Light therapy is administered overhead, through the use of pads, or with a light emitting bed. Light in the blue-green spectrum does not emit ultraviolet rays, making it safe for infants.
In some cases, jaundice is related to a blood type difference in the baby and mother. This results in the baby forming different antibodies, causing the mother’s antibodies to contribute to the breakdown of blood cells.
An IV transfusion of immunoglobulin may decrease the presence of jaundice. Immunoglobulin is a blood protein that reduces the levels of the antibodies found in the bloodstream.
In rare cases, severe jaundice might not respond to light therapy or IV treatments. In this instance, the baby might need a blood transfusion exchange.
Small amounts of blood are repeatedly drawn out so that doctors can dilute the bilirubin and maternal antibodies. Once cleaned, the blood can then be reinjected into the baby. This procedure is performed in newborn intensive care units and is often the last resort method.
Are There Any Long-Term Effects?
There are no long-term effects associated with Caput Succedaneum and swelling usually goes down within just a few days. In the meantime, your child will simply have a larger, swollen head. It is still important that your doctor monitor the condition, ensuring it does not evolve into something else.
Similarities with Cephalohematomas
Caput Succedaneum shares a number of similarities with Cephalohematomas.

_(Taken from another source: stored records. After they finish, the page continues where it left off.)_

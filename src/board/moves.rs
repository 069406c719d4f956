/*
 * This Source Code Form is subject to the terms of the Mozilla Public
 * License, v. 2.0. If a copy of the MPL was not distributed with this
 * file, You can obtain one at https://mozilla.org/MPL/2.0/.
 */

use std::{fmt, str::FromStr};

use anyhow::{bail, Result};

use super::{Bitboard, Square};

/// Maximum number of pieces a player can have, and therefore the maximum
/// number of per-piece destination sets in a [`MoveList`].
pub const MAX_PIECES: usize = 12;

/// An alias for an [`arrayvec::ArrayVec`] holding one [`MoveSet`] per
/// friendly piece.
pub(crate) type MoveList = arrayvec::ArrayVec<MoveSet, MAX_PIECES>;

/// A move from one square to another.
///
/// Moves carry no side information; landing on an opposing piece is a
/// capture. In text, a move is written as `"D6 -> E7"` and parsed from the
/// same form or from terser variants such as `"D6-E7"` or `"d6xe7"`.
#[derive(Clone, Copy, PartialEq, Eq, Hash, PartialOrd, Ord)]
pub struct Move {
    /// Square the piece moves from.
    pub from: Square,

    /// Square the piece moves to.
    pub to: Square,
}

impl Move {
    /// Constructs a new [`Move`] between the provided squares.
    #[inline(always)]
    pub const fn new(from: Square, to: Square) -> Self {
        Self { from, to }
    }
}

impl fmt::Display for Move {
    fn fmt(&self, f: &mut fmt::Formatter<'_>) -> fmt::Result {
        write!(f, "{} -> {}", self.from, self.to)
    }
}

impl fmt::Debug for Move {
    fn fmt(&self, f: &mut fmt::Formatter<'_>) -> fmt::Result {
        fmt::Display::fmt(self, f)
    }
}

impl FromStr for Move {
    type Err = anyhow::Error;

    /// Parses a move as two square coordinates separated by any non-empty
    /// run of separator characters (`-`, `>`, `x`, spaces).
    fn from_str(s: &str) -> Result<Self> {
        let mut parts = s
            .split(|ch: char| matches!(ch, '-' | '>' | 'x' | 'X' | ' ' | '\t'))
            .filter(|part| !part.is_empty());

        let (Some(from), Some(to)) = (parts.next(), parts.next()) else {
            bail!("expected a move like \"A1-B2\", got {s:?}");
        };
        if parts.next().is_some() {
            bail!("trailing input after move in {s:?}");
        }

        Ok(Self::new(from.parse()?, to.parse()?))
    }
}

/// A set of moves sharing one source square, stored as a pair of bitboards.
///
/// `from` has exactly one bit set and `to` holds every destination reachable
/// from it; extracting destinations one bit at a time yields the individual
/// moves. The all-zero pair doubles as the "no move" sentinel used by the
/// search and the transposition table.
#[derive(Clone, Copy, PartialEq, Eq, Debug, Default)]
pub(crate) struct MoveSet {
    pub(crate) from: Bitboard,
    pub(crate) to: Bitboard,
}

impl MoveSet {
    /// The "no move known" sentinel.
    pub(crate) const EMPTY: Self = Self {
        from: Bitboard::EMPTY,
        to: Bitboard::EMPTY,
    };

    #[inline(always)]
    pub(crate) const fn new(from: Bitboard, to: Bitboard) -> Self {
        Self { from, to }
    }

    /// Encodes a [`Move`] as a pair of single-bit boards.
    #[inline(always)]
    pub(crate) const fn from_move(mv: Move) -> Self {
        Self::new(mv.from.bitboard(), mv.to.bitboard())
    }

    /// Returns `true` if this is the "no move" sentinel.
    #[inline(always)]
    pub(crate) const fn is_empty(self) -> bool {
        self.from.is_empty() && self.to.is_empty()
    }

    /// Converts a single-destination set back into a [`Move`].
    ///
    /// Returns `None` for the empty sentinel.
    #[inline(always)]
    pub(crate) fn to_move(self) -> Option<Move> {
        if self.is_empty() {
            None
        } else {
            Some(Move::new(self.from.to_square(), self.to.to_square()))
        }
    }
}

/// Runs `f` for every individual `(from, to)` move in the list, expanding
/// each destination set one bit at a time, lowest destination first.
#[inline(always)]
pub(crate) fn for_each_move<F>(moves: &MoveList, mut f: F)
where
    F: FnMut(Bitboard, Bitboard),
{
    for move_set in moves {
        let mut destinations = move_set.to;
        while !destinations.is_empty() {
            f(move_set.from, destinations.pop_lsb());
        }
    }
}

However, a Cephalohematoma is caused by fluid buildup much deeper in the scalp and is caused by broken blood vessels.
The same pressure that causes CS can also cause Cephalohematomas, but it is more likely to be caused by pressure placed on the child in the womb. It is usually identified with the help of ultrasound during late pregnancy.
Risk factors for Cephalohematomas include:
- Having a male baby
- Delivering your first child
- Birthing a very large baby
- The use of forceps to pull the baby out
- The use of a vacuum to aid in labor
- Prolonged, strenuous labor
Babies with Cephalohematomas are more prone to infection and anemia, as well as skull fractures. Parents might notice that the bump on their child’s head hardens instead of remaining soft like it would with Caput Succedaneum. However, both conditions usually resolve themselves.

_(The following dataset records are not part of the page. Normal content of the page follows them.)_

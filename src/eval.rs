/*
 * This Source Code Form is subject to the terms of the Mozilla Public
 * License, v. 2.0. If a copy of the MPL was not distributed with this
 * file, You can obtain one at https://mozilla.org/MPL/2.0/.
 */

use crate::board::{has_no_legal_moves, is_connected, Bitboard};

/// A position or move score, from some player's perspective.
///
/// Non-decisive scores always stay strictly between `-WIN` and `WIN`.
pub type Score = i64;

/// The magnitude of a decisive (won or lost) position.
pub const WIN: Score = 1_000_000_000;

/// Weight of a piece inside each of the centre masks.
const CENTER_WEIGHT: Score = 10;

/// Flat bonus for being the side to move, so that symmetric positions do not
/// evaluate to zero.
const TEMPO: Score = 20;

/// Concentric centre regions: the 2x2, 4x4 and 6x6 blocks around the middle
/// of the board. A piece scores once per region it sits in, so standing
/// nearer the centre is worth more.
const CENTER_MASKS: [Bitboard; 3] = [
    Bitboard::new(0x0000001818000000),
    Bitboard::new(0x00003C3C3C3C0000),
    Bitboard::new(0x007E7E7E7E7E7E00),
];

/// Evaluates a position from the mover's perspective, deriving the
/// connectivity and mobility flags itself.
pub(crate) fn evaluate_leaf(friends: Bitboard, enemies: Bitboard) -> Score {
    evaluate_leaf_with(
        friends,
        enemies,
        is_connected(friends),
        is_connected(enemies),
        has_no_legal_moves(friends, enemies),
    )
}

/// Evaluates a position from the mover's perspective with the terminal
/// flags supplied by the caller.
///
/// Decisive and drawn positions short-circuit; everything else gets a
/// centralization score. The only way to connect all pieces runs through
/// the middle of the board, so centre control is the whole positional term.
pub(crate) fn evaluate_leaf_with(
    friends: Bitboard,
    enemies: Bitboard,
    friends_together: bool,
    enemies_together: bool,
    no_legal_moves: bool,
) -> Score {
    if friends_together && !enemies_together {
        return WIN;
    }
    if enemies_together && !friends_together {
        return -WIN;
    }
    if (friends_together && enemies_together) || no_legal_moves {
        return 0;
    }

    let mut score = TEMPO;
    for mask in CENTER_MASKS {
        score += CENTER_WEIGHT * (mask & friends).population() as Score;
        score -= CENTER_WEIGHT * (mask & enemies).population() as Score;
    }

    score
}

#[cfg(test)]
mod tests {
    use super::*;
    use crate::board::{Board, Square};

    fn board(diagram: &str) -> Board {
        Board::from_diagram(diagram).unwrap()
    }

    #[test]
    fn centre_masks_are_nested_blocks() {
        assert_eq!(CENTER_MASKS[0].population(), 4);
        assert_eq!(CENTER_MASKS[1].population(), 16);
        assert_eq!(CENTER_MASKS[2].population(), 36);

        assert!(CENTER_MASKS[0].contains(Square::D4));
        assert!(CENTER_MASKS[0].contains(Square::E5));
        assert!(!CENTER_MASKS[0].contains(Square::C4));
        assert!(CENTER_MASKS[1].contains(Square::C3));
        assert!(!CENTER_MASKS[1].contains(Square::B3));
        assert!(CENTER_MASKS[2].contains(Square::B2));
        assert!(!CENTER_MASKS[2].contains(Square::A1));
    }

    #[test]
    fn connected_mover_wins() {
        let b = board(
            "........\n\
             ........\n\
             ...ww...\n\
             ...ww...\n\
             ........\n\
             .b....b.\n\
             ........\n\
             ........",
        );

        assert_eq!(evaluate_leaf(b.white, b.black), WIN);
        assert_eq!(evaluate_leaf(b.black, b.white), -WIN);
    }

    #[test]
    fn mutual_connection_is_a_draw() {
        let b = board(
            "........\n\
             ........\n\
             ...ww...\n\
             ...ww...\n\
             .bb.....\n\
             .bb.....\n\
             ........\n\
             ........",
        );

        assert_eq!(evaluate_leaf(b.white, b.black), 0);
        assert_eq!(evaluate_leaf(b.black, b.white), 0);
    }

    #[test]
    fn central_pieces_outscore_edge_pieces() {
        // White holds the very centre; Black sits on the rim.
        let b = board(
            "b......b\n\
             ........\n\
             ........\n\
             ...ww...\n\
             ........\n\
             ........\n\
             ........\n\
             b......b",
        );

        // Each central pawn scores in all three rings; rim pawns score in
        // none. Plus the tempo bonus for the mover.
        let expected = 2 * 3 * CENTER_WEIGHT + TEMPO;
        assert_eq!(evaluate_leaf(b.white, b.black), expected);
        assert_eq!(evaluate_leaf(b.black, b.white), -2 * 3 * CENTER_WEIGHT + TEMPO);
    }

    #[test]
    fn starting_position_favours_the_mover_only_by_tempo() {
        let b = Board::STANDARD;
        assert_eq!(evaluate_leaf(b.white, b.black), TEMPO);
        assert_eq!(evaluate_leaf(b.black, b.white), TEMPO);
    }
}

Your doctor will quickly notice the difference between the two, but parents can identify Cephalohematomas from CS because it appears two to three days after birth instead of being present once the baby is born.
What Can Parents Do?
The best thing you can do for your child during this time is to monitor the CS over the next few days. Pay close attention to the swelling, making sure it is receding over time.
Your child will become very irritable, as this condition is somewhat painful. The doctor may prescribe analgesics to reduce the pain felt from headaches, bruising, and the swelling itself. Analgesics use should be kept to a minimum, but your doctor will inform you of how much is safe to give to your child.
Parents can help to remove the buildup of bilirubin by feeding the baby more often if mild jaundice occurs. Breastfed infants should have eight to twelve feedings a day, while formula-fed infants should consume roughly two ounces of formula every two and half hours.
If this condition is causing your baby to have trouble feeding or to lose weight, supplemental feeding is highly recommended. Your doctor may suggest using formula or expressed milk alone until the condition goes away.
If you notice any signs of jaundice, bleeding, or incredible discomfort, make sure to visit your doctor. Although rare, complications may occur. Thankfully, they are not outside the scope of your doctor’s ability to treat.
The most important thing to remember is that this condition takes care of itself in just a few days. While it isn’t going to be an enjoyable process, it’s important to stay calm and not panic.
Follow the advice of your doctor carefully, making sure to monitor the condition for any signs of improvement or worsening. Caput Succedaneum is very common, and your baby is going to be healthy and happy in no time.